▸ **Your task**: Some entries follow. Reproduce exactly the lines starting at the one with "filename npmesh-core/src/codec/trig.rs" and stopping after the one with "impl NanopubCodec for TrigCodec".
Start of Data shown
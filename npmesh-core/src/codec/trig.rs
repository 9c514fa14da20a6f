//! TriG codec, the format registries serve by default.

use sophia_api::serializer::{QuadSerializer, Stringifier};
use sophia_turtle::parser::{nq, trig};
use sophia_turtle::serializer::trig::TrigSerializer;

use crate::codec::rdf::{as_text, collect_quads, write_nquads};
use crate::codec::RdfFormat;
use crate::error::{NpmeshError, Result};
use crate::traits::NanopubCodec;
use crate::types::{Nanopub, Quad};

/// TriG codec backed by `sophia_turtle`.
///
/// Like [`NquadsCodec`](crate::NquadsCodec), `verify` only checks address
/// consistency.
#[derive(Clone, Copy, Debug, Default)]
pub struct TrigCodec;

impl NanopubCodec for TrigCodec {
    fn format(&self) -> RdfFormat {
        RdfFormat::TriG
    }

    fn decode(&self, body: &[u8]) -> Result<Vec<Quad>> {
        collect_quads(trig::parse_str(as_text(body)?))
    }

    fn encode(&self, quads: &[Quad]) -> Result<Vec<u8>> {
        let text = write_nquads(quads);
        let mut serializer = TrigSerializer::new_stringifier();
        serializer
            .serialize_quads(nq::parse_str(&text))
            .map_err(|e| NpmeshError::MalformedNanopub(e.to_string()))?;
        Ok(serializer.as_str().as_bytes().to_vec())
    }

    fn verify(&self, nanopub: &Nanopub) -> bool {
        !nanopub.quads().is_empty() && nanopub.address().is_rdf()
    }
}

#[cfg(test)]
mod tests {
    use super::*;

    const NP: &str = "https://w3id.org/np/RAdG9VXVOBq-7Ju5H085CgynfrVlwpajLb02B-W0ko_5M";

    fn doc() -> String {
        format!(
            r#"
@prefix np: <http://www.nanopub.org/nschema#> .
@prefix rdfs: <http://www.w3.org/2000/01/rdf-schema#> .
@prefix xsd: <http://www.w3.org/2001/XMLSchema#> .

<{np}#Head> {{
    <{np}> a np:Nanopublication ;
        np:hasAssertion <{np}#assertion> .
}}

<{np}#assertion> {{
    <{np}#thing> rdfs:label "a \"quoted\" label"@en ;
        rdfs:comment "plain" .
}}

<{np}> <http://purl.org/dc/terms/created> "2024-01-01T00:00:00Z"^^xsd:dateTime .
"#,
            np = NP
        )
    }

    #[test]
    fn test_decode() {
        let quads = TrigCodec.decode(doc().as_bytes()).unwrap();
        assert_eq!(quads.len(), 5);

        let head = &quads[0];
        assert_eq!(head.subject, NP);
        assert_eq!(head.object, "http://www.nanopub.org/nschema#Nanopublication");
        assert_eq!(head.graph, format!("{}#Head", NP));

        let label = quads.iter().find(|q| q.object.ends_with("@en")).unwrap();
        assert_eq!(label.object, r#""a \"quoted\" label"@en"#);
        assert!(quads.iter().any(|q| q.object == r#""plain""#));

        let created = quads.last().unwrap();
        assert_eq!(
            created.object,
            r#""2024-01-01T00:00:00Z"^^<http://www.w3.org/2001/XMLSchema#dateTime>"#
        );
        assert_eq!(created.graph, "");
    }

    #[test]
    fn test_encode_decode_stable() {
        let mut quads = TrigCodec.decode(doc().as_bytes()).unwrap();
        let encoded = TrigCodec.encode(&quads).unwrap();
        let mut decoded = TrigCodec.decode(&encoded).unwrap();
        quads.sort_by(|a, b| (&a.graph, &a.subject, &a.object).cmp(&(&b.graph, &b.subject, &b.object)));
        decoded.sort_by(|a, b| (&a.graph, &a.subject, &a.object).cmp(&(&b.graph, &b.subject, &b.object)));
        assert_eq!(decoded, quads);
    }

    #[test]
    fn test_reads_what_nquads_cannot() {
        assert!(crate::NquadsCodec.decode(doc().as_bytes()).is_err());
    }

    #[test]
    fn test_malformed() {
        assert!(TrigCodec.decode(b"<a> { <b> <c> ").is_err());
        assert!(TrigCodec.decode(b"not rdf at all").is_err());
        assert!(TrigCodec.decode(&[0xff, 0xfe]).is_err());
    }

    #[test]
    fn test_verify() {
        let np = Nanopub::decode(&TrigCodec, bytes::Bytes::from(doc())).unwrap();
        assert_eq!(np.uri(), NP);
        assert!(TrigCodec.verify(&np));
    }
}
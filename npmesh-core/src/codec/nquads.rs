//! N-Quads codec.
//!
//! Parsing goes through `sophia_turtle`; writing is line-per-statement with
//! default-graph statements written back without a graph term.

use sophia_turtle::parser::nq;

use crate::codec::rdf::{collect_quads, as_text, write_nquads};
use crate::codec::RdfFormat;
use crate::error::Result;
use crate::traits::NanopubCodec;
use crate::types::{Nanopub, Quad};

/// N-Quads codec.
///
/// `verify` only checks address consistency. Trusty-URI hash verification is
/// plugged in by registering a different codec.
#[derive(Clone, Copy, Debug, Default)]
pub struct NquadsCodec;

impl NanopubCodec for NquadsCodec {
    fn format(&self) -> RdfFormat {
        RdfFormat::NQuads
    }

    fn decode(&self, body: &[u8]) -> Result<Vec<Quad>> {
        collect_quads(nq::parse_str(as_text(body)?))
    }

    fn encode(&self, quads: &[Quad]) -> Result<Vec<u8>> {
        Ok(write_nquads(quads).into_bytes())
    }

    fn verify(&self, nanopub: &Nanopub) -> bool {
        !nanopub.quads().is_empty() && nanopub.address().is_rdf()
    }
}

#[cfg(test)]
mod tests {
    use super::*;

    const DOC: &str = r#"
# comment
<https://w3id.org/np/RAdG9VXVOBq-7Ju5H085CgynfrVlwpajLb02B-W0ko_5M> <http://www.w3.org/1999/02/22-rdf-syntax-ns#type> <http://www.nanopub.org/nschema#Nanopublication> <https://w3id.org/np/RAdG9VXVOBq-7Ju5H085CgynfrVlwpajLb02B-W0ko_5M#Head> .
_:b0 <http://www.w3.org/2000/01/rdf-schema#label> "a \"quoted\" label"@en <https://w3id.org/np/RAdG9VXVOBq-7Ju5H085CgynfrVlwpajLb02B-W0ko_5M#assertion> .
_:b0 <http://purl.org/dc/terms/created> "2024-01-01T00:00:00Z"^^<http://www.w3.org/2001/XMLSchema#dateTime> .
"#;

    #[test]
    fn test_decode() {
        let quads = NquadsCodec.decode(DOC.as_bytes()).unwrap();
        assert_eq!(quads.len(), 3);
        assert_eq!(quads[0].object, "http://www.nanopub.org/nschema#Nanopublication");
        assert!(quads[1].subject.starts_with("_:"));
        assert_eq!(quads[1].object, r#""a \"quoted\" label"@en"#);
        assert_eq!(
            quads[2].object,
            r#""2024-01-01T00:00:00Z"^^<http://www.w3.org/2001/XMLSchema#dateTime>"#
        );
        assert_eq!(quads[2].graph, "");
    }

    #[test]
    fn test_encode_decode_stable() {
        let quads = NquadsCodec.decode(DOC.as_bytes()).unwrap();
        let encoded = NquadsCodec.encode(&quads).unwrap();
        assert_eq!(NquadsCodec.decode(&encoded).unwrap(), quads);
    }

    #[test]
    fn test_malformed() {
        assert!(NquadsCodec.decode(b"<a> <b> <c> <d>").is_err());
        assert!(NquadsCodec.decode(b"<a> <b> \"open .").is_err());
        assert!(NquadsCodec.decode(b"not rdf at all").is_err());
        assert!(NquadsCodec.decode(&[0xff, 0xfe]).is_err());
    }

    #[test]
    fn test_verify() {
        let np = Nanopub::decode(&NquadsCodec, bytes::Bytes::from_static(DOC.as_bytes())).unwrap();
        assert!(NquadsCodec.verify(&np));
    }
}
End of Data shown
Start of Data shown
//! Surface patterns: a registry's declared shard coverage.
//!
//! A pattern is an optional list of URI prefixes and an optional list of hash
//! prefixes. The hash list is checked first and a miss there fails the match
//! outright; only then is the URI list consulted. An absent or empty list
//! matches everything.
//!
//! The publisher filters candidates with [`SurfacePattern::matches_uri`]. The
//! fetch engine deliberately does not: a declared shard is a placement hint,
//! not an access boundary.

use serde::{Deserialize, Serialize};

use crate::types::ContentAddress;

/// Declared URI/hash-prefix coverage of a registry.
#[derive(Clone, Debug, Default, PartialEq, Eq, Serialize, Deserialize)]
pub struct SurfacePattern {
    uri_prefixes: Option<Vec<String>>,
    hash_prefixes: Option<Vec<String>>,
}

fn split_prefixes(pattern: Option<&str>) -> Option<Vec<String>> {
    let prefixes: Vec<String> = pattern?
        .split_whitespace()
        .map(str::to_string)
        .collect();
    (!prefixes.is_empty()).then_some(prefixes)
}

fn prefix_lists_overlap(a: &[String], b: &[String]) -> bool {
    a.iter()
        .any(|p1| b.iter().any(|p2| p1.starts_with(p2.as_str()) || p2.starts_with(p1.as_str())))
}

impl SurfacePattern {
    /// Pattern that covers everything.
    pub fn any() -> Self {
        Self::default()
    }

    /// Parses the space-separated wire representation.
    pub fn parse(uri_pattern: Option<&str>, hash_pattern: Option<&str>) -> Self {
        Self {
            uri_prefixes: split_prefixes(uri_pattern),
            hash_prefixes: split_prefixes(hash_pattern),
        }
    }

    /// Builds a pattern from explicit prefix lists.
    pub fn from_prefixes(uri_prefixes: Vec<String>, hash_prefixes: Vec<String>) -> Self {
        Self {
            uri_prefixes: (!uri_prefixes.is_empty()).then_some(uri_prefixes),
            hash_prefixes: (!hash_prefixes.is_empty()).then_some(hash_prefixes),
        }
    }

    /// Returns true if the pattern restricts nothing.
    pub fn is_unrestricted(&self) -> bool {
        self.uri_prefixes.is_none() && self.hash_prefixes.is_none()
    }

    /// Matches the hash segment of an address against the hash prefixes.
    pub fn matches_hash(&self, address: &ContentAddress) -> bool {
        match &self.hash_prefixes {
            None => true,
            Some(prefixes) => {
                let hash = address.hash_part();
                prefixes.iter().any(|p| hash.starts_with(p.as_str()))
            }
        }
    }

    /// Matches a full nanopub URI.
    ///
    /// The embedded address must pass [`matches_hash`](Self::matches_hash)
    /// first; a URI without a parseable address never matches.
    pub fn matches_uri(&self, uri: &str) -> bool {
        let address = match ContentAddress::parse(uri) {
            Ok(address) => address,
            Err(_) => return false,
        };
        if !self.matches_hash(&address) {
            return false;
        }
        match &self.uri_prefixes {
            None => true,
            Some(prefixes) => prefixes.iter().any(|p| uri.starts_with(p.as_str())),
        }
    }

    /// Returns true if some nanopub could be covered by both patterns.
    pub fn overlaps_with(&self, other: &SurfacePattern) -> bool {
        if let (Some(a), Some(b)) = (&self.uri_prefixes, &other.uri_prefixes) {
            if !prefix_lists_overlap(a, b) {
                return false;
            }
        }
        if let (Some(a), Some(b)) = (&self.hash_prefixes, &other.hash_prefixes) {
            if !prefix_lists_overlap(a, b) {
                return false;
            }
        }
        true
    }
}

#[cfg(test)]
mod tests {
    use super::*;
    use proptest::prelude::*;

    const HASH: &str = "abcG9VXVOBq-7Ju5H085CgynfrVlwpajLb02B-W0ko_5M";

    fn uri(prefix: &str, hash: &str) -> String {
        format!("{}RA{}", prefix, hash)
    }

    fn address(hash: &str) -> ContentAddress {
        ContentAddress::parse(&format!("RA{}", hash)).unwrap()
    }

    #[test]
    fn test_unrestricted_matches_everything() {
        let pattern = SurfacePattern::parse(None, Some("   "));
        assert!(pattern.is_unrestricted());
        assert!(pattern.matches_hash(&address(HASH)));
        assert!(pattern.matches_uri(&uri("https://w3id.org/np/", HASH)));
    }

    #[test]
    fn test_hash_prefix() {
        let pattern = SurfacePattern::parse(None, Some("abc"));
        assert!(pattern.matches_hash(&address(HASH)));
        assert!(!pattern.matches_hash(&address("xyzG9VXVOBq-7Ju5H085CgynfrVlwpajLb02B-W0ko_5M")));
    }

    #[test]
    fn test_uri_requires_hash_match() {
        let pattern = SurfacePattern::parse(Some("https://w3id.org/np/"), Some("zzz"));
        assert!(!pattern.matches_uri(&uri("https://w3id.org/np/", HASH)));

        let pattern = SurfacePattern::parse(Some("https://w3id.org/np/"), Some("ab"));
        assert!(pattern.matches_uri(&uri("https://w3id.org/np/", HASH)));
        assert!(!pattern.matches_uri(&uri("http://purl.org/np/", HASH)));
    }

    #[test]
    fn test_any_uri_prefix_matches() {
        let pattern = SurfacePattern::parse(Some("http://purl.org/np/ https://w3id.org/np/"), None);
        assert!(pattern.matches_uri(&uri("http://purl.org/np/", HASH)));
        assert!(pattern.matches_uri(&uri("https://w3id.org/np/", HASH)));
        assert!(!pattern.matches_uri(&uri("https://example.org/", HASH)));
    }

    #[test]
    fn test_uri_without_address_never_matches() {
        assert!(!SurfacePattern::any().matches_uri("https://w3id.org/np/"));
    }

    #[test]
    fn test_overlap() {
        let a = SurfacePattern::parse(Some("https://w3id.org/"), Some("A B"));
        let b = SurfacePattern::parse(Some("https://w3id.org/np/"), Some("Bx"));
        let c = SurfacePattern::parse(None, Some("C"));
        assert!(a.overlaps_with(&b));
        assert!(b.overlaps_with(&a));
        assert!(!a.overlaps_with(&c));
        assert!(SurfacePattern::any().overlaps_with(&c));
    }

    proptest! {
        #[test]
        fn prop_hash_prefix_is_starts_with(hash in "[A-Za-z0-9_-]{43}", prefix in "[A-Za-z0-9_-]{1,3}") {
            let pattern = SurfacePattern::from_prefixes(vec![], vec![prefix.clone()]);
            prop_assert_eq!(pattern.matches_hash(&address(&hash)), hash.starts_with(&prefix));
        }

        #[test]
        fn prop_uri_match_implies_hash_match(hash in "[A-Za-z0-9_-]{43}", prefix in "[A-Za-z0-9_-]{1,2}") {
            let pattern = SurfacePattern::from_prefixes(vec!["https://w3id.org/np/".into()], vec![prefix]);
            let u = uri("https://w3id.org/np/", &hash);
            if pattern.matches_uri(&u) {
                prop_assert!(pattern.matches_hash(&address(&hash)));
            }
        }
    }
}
End of Data shown
▸ **Solution to the exercise**:
filename npmesh-core/src/codec/trig.rs
repository 9c514fa14da20a6f
//! TriG codec, the format registries serve by default.

use sophia_api::serializer::{QuadSerializer, Stringifier};
use sophia_turtle::parser::{nq, trig};
use sophia_turtle::serializer::trig::TrigSerializer;

use crate::codec::rdf::{as_text, collect_quads, write_nquads};
use crate::codec::RdfFormat;
use crate::error::{NpmeshError, Result};
use crate::traits::NanopubCodec;
use crate::types::{Nanopub, Quad};

/// TriG codec backed by `sophia_turtle`.
///
/// Like [`NquadsCodec`](crate::NquadsCodec), `verify` only checks address
/// consistency.
#[derive(Clone, Copy, Debug, Default)]
pub struct TrigCodec;

impl NanopubCodec for TrigCodec {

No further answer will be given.